## WHAT THE TASK REQUIRES
Nothing should differ between your answer and the records.

## RECORDS PROVIDED
================================
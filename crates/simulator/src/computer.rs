//! The three computers of the message system.

use netsim_core::StationId;
use serde::Serialize;
use std::fmt;

/// A computer (station) of the message system.
#[derive(Debug, Clone, Copy, PartialEq, Eq, Hash, PartialOrd, Ord, Serialize)]
#[serde(rename_all = "snake_case")]
pub enum Computer {
    /// Computer 1: receives every forwarded message and sends it out.
    Master,
    /// Computer 2: prepares external messages for the master.
    Worker,
    /// Computer 3: prepares external messages, rejecting most of them.
    Lazy,
}

impl Computer {
    pub const ALL: [Computer; 3] = [Computer::Master, Computer::Worker, Computer::Lazy];

    /// Computers fed by an external arrival stream.
    pub const SOURCES: [Computer; 2] = [Computer::Worker, Computer::Lazy];

    pub fn id(self) -> StationId {
        StationId(self.index() as u32 + 1)
    }

    pub fn from_id(id: StationId) -> Option<Self> {
        match id.0 {
            1 => Some(Computer::Master),
            2 => Some(Computer::Worker),
            3 => Some(Computer::Lazy),
            _ => None,
        }
    }

    pub(crate) fn index(self) -> usize {
        match self {
            Computer::Master => 0,
            Computer::Worker => 1,
            Computer::Lazy => 2,
        }
    }

    pub fn name(self) -> &'static str {
        match self {
            Computer::Master => "master",
            Computer::Worker => "worker",
            Computer::Lazy => "lazy",
        }
    }
}

impl fmt::Display for Computer {
    fn fmt(&self, f: &mut fmt::Formatter<'_>) -> fmt::Result {
        f.write_str(self.name())
    }
}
================================
## PROBLEM SOLUTION
filename crates/simulator/src/computer.rs
//! The three computers of the message system.

use netsim_core::StationId;
use serde::Serialize;
use std::fmt;

/// A computer (station) of the message system.
#[derive(Debug, Clone, Copy, PartialEq, Eq, Hash, PartialOrd, Ord, Serialize)]
#[serde(rename_all = "snake_case")]
pub enum Computer {
    /// Computer 1: receives every forwarded message and sends it out.
    Master,
    /// Computer 2: prepares external messages for the master.
    Worker,
    /// Computer 3: prepares external messages, rejecting most of them.
    Lazy,
}

impl Computer {
    pub const ALL: [Computer; 3] = [Computer::Master, Computer::Worker, Computer::Lazy];

    /// Computers fed by an external arrival stream.
    pub const SOURCES: [Computer; 2] = [Computer::Worker, Computer::Lazy];

    pub fn id(self) -> StationId {
        StationId(self.index() as u32 + 1)
    }

    pub fn from_id(id: StationId) -> Option<Self> {
        match id.0 {
            1 => Some(Computer::Master),
            2 => Some(Computer::Worker),
            3 => Some(Computer::Lazy),
            _ => None,
        }
    }

    pub(crate) fn index(self) -> usize {
        match self {
            Computer::Master => 0,
            Computer::Worker => 1,
            Computer::Lazy => 2,
        }
    }

    pub fn name(self) -> &'static str {
        match self {
            Computer::Master => "master",
            Computer::Worker => "worker",
            Computer::Lazy => "lazy",
        }
    }
}

impl fmt::Display for Computer {
    fn fmt(&self, f: &mut fmt::Formatter<'_>) -> fmt::Result {
        f.write_str(self.name())
    }
}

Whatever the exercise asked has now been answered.